Although the film bids farewell (vale) to the actual father—its first image is the family name inscribed on the base of a lawn jockey outside the mansion—patriarchal authority makes itself felt in other ways. Monstrous Mother Vale hands down edicts while enthroned in a high-backed chair, a strikingly psychoanalytic mise-en-scène for confrontations with her daughter. Camera movements pick out symptoms, tracking in on characters’ facial reactions or fidgeting hands. While many read the pipe-smoking Jaquith as a father figure, or even a potential suitor, he also plays good mother to Mrs. Vale’s bad. In fact, Charlotte is not Now, Voyager’s only butterfly: as Richard Corliss suggests and Cowie elaborates, all of its characters flit through multiple psychic positions. Charlotte parents Tina and chooses her as partner, as her mother did her; Jerry is Charlotte’s mirror as well as her lover. Mrs. Vale even invites Nurse Dora, after comparing Charlotte unfavorably with her, to sleep in her husband’s room. What’s wrong with Charlotte? “Untold want,” as the Whitman poem from which the film’s title is drawn would have it: desires that can’t be named or accounted for.
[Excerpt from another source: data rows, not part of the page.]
//! `pactl`-backed audio server connection
//!
//! Every query is a short-lived `pactl` invocation bounded by a timeout.
//! Change notifications come from one long-running `pactl subscribe` child.

use async_trait::async_trait;
use serde::Deserialize;
use std::collections::HashMap;
use std::process::Stdio;
use std::time::Duration;
use tokio::io::{AsyncBufReadExt, BufReader};
use tokio::process::Command;
use tokio::sync::mpsc;
use tokio::time::timeout;
use tracing::{debug, trace, warn};

use super::{source_flags, AudioServer, Facility, ModuleRecord, ServerEvent, SourceRecord};
use super::PA_INVALID_INDEX;
use crate::config::PactlConfig;
use crate::error::ServerError;

/// Audio server reached through the `pactl` command-line client
pub struct PactlServer {
    binary: String,
    timeout: Duration,
}

#[derive(Debug, Deserialize)]
struct PactlSource {
    index: u32,
    name: String,
    #[serde(default)]
    description: Option<String>,
    #[serde(default)]
    monitor_of_sink: Option<String>,
    #[serde(default)]
    flags: Vec<String>,
    #[serde(default)]
    properties: HashMap<String, serde_json::Value>,
}

#[derive(Debug, Deserialize)]
struct PactlSink {
    index: u32,
    name: String,
}

impl PactlServer {
    pub fn new(binary: impl Into<String>, timeout: Duration) -> Self {
        Self {
            binary: binary.into(),
            timeout,
        }
    }

    pub fn from_config(config: &PactlConfig) -> Self {
        Self::new(config.binary.clone(), Duration::from_millis(config.timeout_ms))
    }

    /// Run one `pactl` invocation and return its stdout
    async fn run(&self, args: &[&str], operation: &str) -> Result<String, ServerError> {
        trace!("pactl {}", args.join(" "));

        let child = Command::new(&self.binary)
            .args(args)
            .stdin(Stdio::null())
            .stdout(Stdio::piped())
            .stderr(Stdio::piped())
            .kill_on_drop(true)
            .output();

        let output = match timeout(self.timeout, child).await {
            Ok(Ok(output)) => output,
            Ok(Err(e)) => {
                return Err(ServerError::Connection(format!(
                    "failed to run {}: {}",
                    self.binary, e
                )))
            }
            Err(_) => {
                return Err(ServerError::Timeout {
                    operation: operation.to_string(),
                    after: self.timeout,
                })
            }
        };

        if output.status.success() {
            return Ok(String::from_utf8_lossy(&output.stdout).into_owned());
        }

        let reason = String::from_utf8_lossy(&output.stderr).trim().to_string();
        if is_connection_failure(&reason) {
            Err(ServerError::Connection(reason))
        } else {
            Err(ServerError::Rejected {
                operation: operation.to_string(),
                reason,
            })
        }
    }
}

fn is_connection_failure(stderr: &str) -> bool {
    let lower = stderr.to_lowercase();
    lower.contains("connection failure")
        || lower.contains("connection refused")
        || lower.contains("connection terminated")
}

#[async_trait]
impl AudioServer for PactlServer {
    fn name(&self) -> &str {
        "pactl"
    }

    async fn ping(&self) -> Result<(), ServerError> {
        self.run(&["info"], "server info").await.map(|_| ())
    }

    async fn list_sources(&self) -> Result<Vec<SourceRecord>, ServerError> {
        let sinks = self.run(&["-f", "json", "list", "sinks"], "sink list").await?;
        let sources = self
            .run(&["-f", "json", "list", "sources"], "source list")
            .await?;
        parse_sources(&sources, &sinks)
    }

    async fn list_modules(&self) -> Result<Vec<ModuleRecord>, ServerError> {
        let out = self
            .run(&["list", "short", "modules"], "module list")
            .await?;
        parse_modules(&out)
    }

    async fn load_module(&self, name: &str, argument: &str) -> Result<u32, ServerError> {
        let operation = format!("load of {}", name);
        let out = self
            .run(&["load-module", name, argument], &operation)
            .await?;
        out.trim().parse::<u32>().map_err(|_| {
            ServerError::Protocol(format!("load-module printed {:?}, expected an index", out.trim()))
        })
    }

    async fn unload_module(&self, index: u32) -> Result<(), ServerError> {
        let index = index.to_string();
        let operation = format!("unload of module #{}", index);
        self.run(&["unload-module", &index], &operation)
            .await
            .map(|_| ())
    }

    async fn subscribe(&self) -> Result<mpsc::Receiver<ServerEvent>, ServerError> {
        let mut child = Command::new(&self.binary)
            .arg("subscribe")
            .stdin(Stdio::null())
            .stdout(Stdio::piped())
            .stderr(Stdio::null())
            .kill_on_drop(true)
            .spawn()
            .map_err(|e| {
                ServerError::Connection(format!("failed to run {} subscribe: {}", self.binary, e))
            })?;

        let stdout = child
            .stdout
            .take()
            .ok_or_else(|| ServerError::Connection("pactl subscribe has no stdout".to_string()))?;

        let (tx, rx) = mpsc::channel(64);

        tokio::spawn(async move {
            // The child is owned here so it dies with the task
            let _child = child;
            let mut lines = BufReader::new(stdout).lines();

            loop {
                match lines.next_line().await {
                    Ok(Some(line)) => {
                        let Some(event) = parse_event(&line) else {
                            continue;
                        };
                        if tx.send(event).await.is_err() {
                            debug!("Event subscriber dropped, stopping pactl subscribe");
                            return;
                        }
                    }
                    Ok(None) => {
                        warn!("🔌 pactl subscribe stream ended");
                        return;
                    }
                    Err(e) => {
                        warn!("🔌 pactl subscribe read error: {}", e);
                        return;
                    }
                }
            }
        });

        Ok(rx)
    }
}

/// Parse `pactl -f json list sources`, resolving monitor sink names through
/// the sink list
fn parse_sources(sources_json: &str, sinks_json: &str) -> Result<Vec<SourceRecord>, ServerError> {
    let sinks: Vec<PactlSink> = serde_json::from_str(sinks_json)
        .map_err(|e| ServerError::Protocol(format!("sink list: {}", e)))?;
    let sources: Vec<PactlSource> = serde_json::from_str(sources_json)
        .map_err(|e| ServerError::Protocol(format!("source list: {}", e)))?;

    let sink_index: HashMap<&str, u32> = sinks.iter().map(|s| (s.name.as_str(), s.index)).collect();

    let mut records = Vec::with_capacity(sources.len());
    for source in sources {
        let monitor_of_sink = match source.monitor_of_sink.as_deref() {
            None | Some("") | Some("n/a") => PA_INVALID_INDEX,
            Some(sink) => match sink_index.get(sink) {
                Some(index) => *index,
                None => {
                    // The sink vanished between the two queries; its monitor goes with it
                    debug!("Skipping monitor {} of vanished sink {}", source.name, sink);
                    continue;
                }
            },
        };

        let flags = source
            .flags
            .iter()
            .filter_map(|f| source_flags::from_name(f))
            .fold(0, |acc, bit| acc | bit);

        let description = source
            .description
            .filter(|d| !d.is_empty())
            .or_else(|| {
                source
                    .properties
                    .get("device.description")
                    .and_then(|v| v.as_str())
                    .map(str::to_string)
            })
            .unwrap_or_default();

        records.push(SourceRecord {
            index: source.index,
            name: source.name,
            description,
            monitor_of_sink,
            flags,
        });
    }

    Ok(records)
}

/// Parse `pactl list short modules`: `index<TAB>name<TAB>argument`
fn parse_modules(out: &str) -> Result<Vec<ModuleRecord>, ServerError> {
    out.lines()
        .filter(|line| !line.trim().is_empty())
        .map(|line| {
            let mut fields = line.splitn(3, '\t');
            let index = fields
                .next()
                .and_then(|i| i.trim().parse::<u32>().ok())
                .ok_or_else(|| ServerError::Protocol(format!("module line {:?}", line)))?;
            let name = fields
                .next()
                .map(str::trim)
                .filter(|n| !n.is_empty())
                .ok_or_else(|| ServerError::Protocol(format!("module line {:?}", line)))?;
            let argument = fields.next().unwrap_or("").trim();
            Ok(ModuleRecord {
                index,
                name: name.to_string(),
                argument: argument.to_string(),
            })
        })
        .collect()
}

/// Parse one `pactl subscribe` line: `Event 'new' on module #23`
fn parse_event(line: &str) -> Option<ServerEvent> {
    let rest = line.trim().strip_prefix("Event '")?;
    let (kind, rest) = rest.split_once('\'')?;
    let rest = rest.trim().strip_prefix("on ")?;

    let (facility, index) = match rest.split_once(" #") {
        Some((facility, index)) => (facility, index.trim().parse::<u32>().ok()),
        None => (rest, None),
    };

    let facility = match facility.trim() {
        "module" => Facility::Module,
        "source" => Facility::Source,
        "sink" => Facility::Sink,
        _ => Facility::Other,
    };

    Some(ServerEvent {
        facility,
        kind: kind.to_string(),
        index,
    })
}

#[cfg(test)]
mod tests {
    use super::*;

    const SINKS: &str = r#"[
        {"index": 0, "name": "alsa_output.pci-0000_00_1f.3.analog-stereo", "description": "Built-in Audio"},
        {"index": 4, "name": "nui_mic_denoised_out", "description": "Null Output"}
    ]"#;

    const SOURCES: &str = r#"[
        {
            "index": 1,
            "name": "alsa_output.pci-0000_00_1f.3.analog-stereo.monitor",
            "description": "Monitor of Built-in Audio",
            "monitor_of_sink": "alsa_output.pci-0000_00_1f.3.analog-stereo",
            "flags": ["LATENCY", "DECIBEL_VOLUME"]
        },
        {
            "index": 2,
            "name": "alsa_input.usb0",
            "description": null,
            "monitor_of_sink": "n/a",
            "flags": ["HARDWARE", "HW_MUTE_CTRL", "LATENCY", "DYNAMIC_LATENCY"],
            "properties": {"device.description": "USB Microphone"}
        },
        {
            "index": 9,
            "name": "gone_sink.monitor",
            "monitor_of_sink": "gone_sink"
        }
    ]"#;

    #[test]
    fn test_parse_sources() {
        let records = parse_sources(SOURCES, SINKS).unwrap();
        assert_eq!(records.len(), 2);

        let monitor = &records[0];
        assert_eq!(monitor.monitor_of_sink, 0);
        assert_eq!(monitor.description, "Monitor of Built-in Audio");
        assert_eq!(monitor.flags & source_flags::DYNAMIC_LATENCY, 0);

        let mic = &records[1];
        assert_eq!(mic.name, "alsa_input.usb0");
        assert_eq!(mic.description, "USB Microphone");
        assert_eq!(mic.monitor_of_sink, PA_INVALID_INDEX);
        assert_ne!(mic.flags & source_flags::DYNAMIC_LATENCY, 0);
        assert_ne!(mic.flags & source_flags::HARDWARE, 0);
    }

    #[test]
    fn test_parse_sources_rejects_garbage() {
        let err = parse_sources("not json", SINKS).unwrap_err();
        assert!(matches!(err, ServerError::Protocol(_)));
    }

    #[test]
    fn test_parse_modules() {
        let out = "0\tmodule-device-restore\t\n\
                   23\tmodule-null-sink\tsink_name=nui_mic_denoised_out rate=48000\n\
                   24\tmodule-loopback\tsource=alsa_input.usb0 sink=nui_mic_raw_in\n";
        let modules = parse_modules(out).unwrap();
        assert_eq!(modules.len(), 3);
        assert_eq!(modules[0].argument, "");
        assert_eq!(modules[1].index, 23);
        assert_eq!(modules[1].name, "module-null-sink");
        assert_eq!(modules[2].arg("sink").as_deref(), Some("nui_mic_raw_in"));
    }

    #[test]
    fn test_parse_modules_bad_index() {
        assert!(parse_modules("x\tmodule-null-sink\t\n").is_err());
    }

    #[test]
    fn test_parse_events() {
        let event = parse_event("Event 'new' on module #23").unwrap();
        assert_eq!(event.facility, Facility::Module);
        assert_eq!(event.kind, "new");
        assert_eq!(event.index, Some(23));

        let event = parse_event("Event 'change' on server").unwrap();
        assert_eq!(event.facility, Facility::Other);
        assert_eq!(event.index, None);

        assert!(parse_event("garbage").is_none());
    }

    #[test]
    fn test_connection_failure_detection() {
        assert!(is_connection_failure("Connection failure: Connection refused"));
        assert!(!is_connection_failure("Failure: Module initialization failed"));
    }

    #[tokio::test]
    async fn test_missing_binary_is_connection_loss() {
        let server = PactlServer::new("/nonexistent/pactl-binary", Duration::from_secs(1));
        let err = server.ping().await.unwrap_err();
        assert!(err.is_connection_loss());
    }

    #[tokio::test]
    async fn test_slow_answer_is_timeout_not_connection_loss() {
        use std::os::unix::fs::PermissionsExt;

        let dir = tempfile::TempDir::new().unwrap();
        let script = dir.path().join("slow-pactl");
        std::fs::write(&script, "#!/bin/sh\nsleep 5\n").unwrap();
        std::fs::set_permissions(&script, std::fs::Permissions::from_mode(0o755)).unwrap();

        let server = PactlServer::new(script.to_string_lossy(), Duration::from_millis(200));
        let err = server.list_modules().await.unwrap_err();
        assert!(matches!(err, ServerError::Timeout { .. }), "{}", err);
        assert!(!err.is_connection_loss());
    }
}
Prouty’s resonant stories ennoble maternal sacrifice (and punish overreach); the era’s uneasy response to growing female public power was to mythologize the private sphere, giving audiences something to truly cry over. “Women owned Hollywood for twenty years,” Davis is quoted as saying in Nobody’s Girl Friday, J. E. Smyth’s account of women’s work behind the scenes in studio-era Hollywood. Perhaps this, and the “fourth Warner brother” nickname, overstates the case. Appointed the first woman president of the Academy of Motion Picture Arts and Sciences in November 1941, Davis immediately resigned after it became evident that the board had no intention of allowing her to govern. Thwarted, she channeled her energies elsewhere. I can think of no better account of the woman’s picture’s central role in American culture. At least we have the stars.